(Collected data)

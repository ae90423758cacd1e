//! PathSpecification (C3) and Path (C4): the immutable query descriptor and
//! the owned, growable link chain built up while labeling or enumerating.

use std::collections::HashMap;

use crate::cost::Cost;
use crate::stop_state::{DeparrMode, StopState};
use crate::supply::{FarePeriodId, StopId, ZoneId};
use crate::time::{Minutes, MINUTES_PER_DAY};

/// One itinerary request. Immutable for the lifetime of a query; a host
/// builds one of these per person-trip.
#[derive(Debug, Clone)]
pub struct PathSpecification {
    pub iteration: u32,
    pub pathfinding_iteration: u32,
    pub outbound: bool,
    pub hyperpath: bool,
    pub orig_taz: ZoneId,
    pub dest_taz: ZoneId,
    pub preferred_time: Minutes,
    pub value_of_time: f64,
    pub access_demand_mode: String,
    pub transit_demand_mode: String,
    pub egress_demand_mode: String,
    pub user_class: String,
    pub purpose: String,
    pub trace: bool,
    pub person_id: String,
    pub person_trip_id: String,
}

/// A chronologically-ordered chain of links from origin to destination.
/// Grown one link at a time by [`Path::add_link`] while labeling (in reverse
/// chronological order) or enumerating (forward); recosted once by
/// [`Path::calculate_cost`], after which a host should treat it as read-only.
#[derive(Debug)]
pub struct Path {
    links: Vec<(StopId, StopState)>,
    pub fare: f64,
    pub cost: Cost,
    pub initial_fare: f64,
    pub initial_cost: Cost,
    pub capacity_problem: bool,
    boardings_in_fare_period: HashMap<FarePeriodId, u32>,
    cost_calculated: bool,
}

impl Path {
    pub fn new() -> Self {
        Self {
            links: Vec::new(),
            fare: 0.0,
            cost: 0.0,
            initial_fare: 0.0,
            initial_cost: 0.0,
            capacity_problem: false,
            boardings_in_fare_period: HashMap::new(),
            cost_calculated: false,
        }
    }

    pub fn len(&self) -> usize {
        self.links.len()
    }

    pub fn is_empty(&self) -> bool {
        self.links.is_empty()
    }

    pub fn links(&self) -> &[(StopId, StopState)] {
        &self.links
    }

    pub fn last_link(&self) -> Option<&StopState> {
        self.links.last().map(|(_, ss)| ss)
    }

    pub fn boardings_in_fare_period(&self, period: FarePeriodId) -> u32 {
        self.boardings_in_fare_period.get(&period).copied().unwrap_or(0)
    }

    /// Shifts `time` by whole days so it falls on the correct side of
    /// `anchor` for the path's growth direction, undoing the day-ambiguity
    /// that `deparr_time`s computed modulo a service day can introduce when
    /// a trip crosses midnight.
    fn day_wrap(outbound: bool, anchor: Minutes, time: Minutes) -> Minutes {
        let mut t = time;
        if outbound {
            while t < anchor {
                t += MINUTES_PER_DAY;
            }
        } else {
            while t > anchor {
                t -= MINUTES_PER_DAY;
            }
        }
        t
    }

    /// Appends `ss` (the link arriving at/departing `stop_id`) to the chain,
    /// reconciling its times against the previously added link so adjoining
    /// legs meet at a single, consistent clock time at the stop they share.
    ///
    /// A TRANSIT link's own times are authoritative (they come straight off
    /// the schedule), so reconciliation either folds the preceding walk-type
    /// link's connecting time onto it (when that link is the anchor-zone
    /// boundary — the rider simply left home/the prior stop at whatever time
    /// makes the trip) or, when a transfer/trip already intervenes, checks
    /// that the trip hasn't already left before the rider could get there.
    /// A non-trip (TRANSFER/ACCESS/EGRESS) link has no schedule of its own,
    /// so it is always pinned to depart the instant the previous link
    /// arrives.
    ///
    /// Returns `false` (leaving the chain unchanged) if reconciliation would
    /// place the new link's trip before its vehicle actually leaves — a
    /// physical impossibility that means this enumeration attempt must be
    /// discarded.
    pub fn add_link(&mut self, stop_id: StopId, outbound: bool, mut ss: StopState) -> bool {
        let sign = if outbound { 1.0 } else { -1.0 };
        if let Some((_, previous)) = self.links.last_mut() {
            if ss.is_trip() {
                let anchor = previous.arrdep_time;
                let shifted = Self::day_wrap(outbound, anchor, ss.deparr_time);
                let shift = shifted - ss.deparr_time;
                ss.deparr_time += shift;
                ss.arrdep_time += shift;

                let boundary_before_trip = if outbound { DeparrMode::Access } else { DeparrMode::Egress };
                if previous.deparr_mode() == boundary_before_trip {
                    previous.arrdep_time = ss.deparr_time;
                    previous.deparr_time = previous.arrdep_time - previous.link_time * sign;
                } else {
                    let infeasible = if outbound { ss.deparr_time < previous.arrdep_time } else { ss.deparr_time > previous.arrdep_time };
                    if infeasible {
                        return false;
                    }
                    ss.link_time = (ss.arrdep_time - previous.arrdep_time) * sign;
                }
            } else {
                ss.deparr_time = previous.arrdep_time;
                ss.arrdep_time = ss.deparr_time + ss.link_time * sign;
            }
        }
        if ss.is_trip() {
            if let Some(period) = ss.fare_period {
                *self.boardings_in_fare_period.entry(period).or_insert(0) += 1;
            }
        }
        self.links.push((stop_id, ss));
        true
    }

    /// Reverses link order in place. Enumeration walks inward from whichever
    /// zone finalization completed against, which is the *last* chronological
    /// leg for an inbound query (EGRESS) — so an inbound path is assembled
    /// latest-leg-first and must be flipped once complete to read in true
    /// chronological order, matching an outbound path's natural build order.
    pub(crate) fn reverse_links(&mut self) {
        self.links.reverse();
    }

    /// Sums each link's `link_cost`/`link_fare` into the path total. The
    /// first call snapshots the result as `initial_cost`/`initial_fare`
    /// (the pre-capacity-adjustment baseline); later calls (e.g. after a
    /// fare engine pass revises per-link fares) update `cost`/`fare` only.
    pub fn calculate_cost(&mut self) {
        let mut cost = 0.0;
        let mut fare = 0.0;
        for (_, ss) in &self.links {
            cost += ss.link_cost;
            fare += ss.link_fare;
        }
        self.cost = cost;
        self.fare = fare;
        if !self.cost_calculated {
            self.initial_cost = cost;
            self.initial_fare = fare;
            self.cost_calculated = true;
        }
    }
}

impl Default for Path {
    fn default() -> Self {
        Self::new()
    }
}

#[cfg(test)]
mod tests {
    use super::*;
    use crate::stop_state::{DeparrMode, StopStateKey};

    fn ss(mode: DeparrMode, deparr_time: Minutes, link_time: Minutes, link_cost: Cost) -> StopState {
        StopState {
            key: StopStateKey { deparr_mode: mode, trip_id: 1, stop_succpred: 1, seq: -1, seq_succpred: -1 },
            deparr_time,
            arrdep_time: deparr_time + link_time,
            link_time,
            link_fare: 0.0,
            link_cost,
            link_dist: 0.0,
            link_ivtwt: 0.0,
            cost: link_cost,
            iteration: 0,
            probability: 1.0,
            cum_prob_i: 1,
            fare_period: None,
            low_cost_path: None,
        }
    }

    #[test]
    fn add_link_reconciles_midnight_wrap() {
        let mut path = Path::new();
        assert!(path.add_link(1, true, ss(DeparrMode::Access, 1430.0, 20.0, 1.0))); // arrdep 1450
        // Next link's raw deparr_time (10) looks like it is *before* the
        // prior arrival only because it wrapped past midnight; reconciliation
        // should push it a day forward before stitching.
        assert!(path.add_link(2, true, ss(DeparrMode::Transit, 10.0, 10.0, 1.0)));
        let (_, second) = &path.links()[1];
        assert!(second.deparr_time >= path.links()[0].1.arrdep_time);
        // The access link's own connecting time is retroactively pinned to
        // the (now day-wrapped) trip departure, with no wait injected.
        assert_eq!(path.links()[0].1.arrdep_time, second.deparr_time);
    }

    #[test]
    fn add_link_stitches_walk_type_link_to_previous_arrival() {
        let mut path = Path::new();
        assert!(path.add_link(1, true, ss(DeparrMode::Transit, 480.0, 10.0, 10.0)));
        assert!(path.add_link(2, true, ss(DeparrMode::Egress, 492.0, 3.0, 3.0)));
        let (_, egress) = &path.links()[1];
        // Egress departs the instant the trip arrives (490), not at its own
        // originally-seeded estimate (492) — the 2-minute gap was priced
        // separately as preferred delay during labeling, not baked in here.
        assert_eq!(egress.deparr_time, 490.0);
        assert_eq!(egress.arrdep_time, 493.0);
    }

    #[test]
    fn add_link_rejects_trip_departing_before_prior_leg_arrives() {
        let mut path = Path::new();
        assert!(path.add_link(1, true, ss(DeparrMode::Transfer, 480.0, 5.0, 1.0))); // arrives stop at 485
        // A trip that left at 482 already departed before this transfer
        // could get the rider there.
        assert!(!path.add_link(2, true, ss(DeparrMode::Transit, 482.0, 10.0, 1.0)));
        assert_eq!(path.len(), 1);
    }

    #[test]
    fn calculate_cost_sums_links_and_freezes_initial_once() {
        let mut path = Path::new();
        path.add_link(1, true, ss(DeparrMode::Access, 0.0, 5.0, 2.0));
        path.add_link(2, true, ss(DeparrMode::Transit, 5.0, 10.0, 3.0));
        path.calculate_cost();
        assert_eq!(path.cost, 5.0);
        assert_eq!(path.initial_cost, 5.0);

        // A later fare-engine pass can change per-link cost without moving
        // the frozen initial baseline.
        path.links[1].1.link_cost = 10.0;
        path.calculate_cost();
        assert_eq!(path.cost, 12.0);
        assert_eq!(path.initial_cost, 5.0);
    }
}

_Exercise:_ Retrieve every line above holding the word "times".

_Worked solution:_
    /// reconciling its times against the previously added link so adjoining
    /// A TRANSIT link's own times are authoritative (they come straight off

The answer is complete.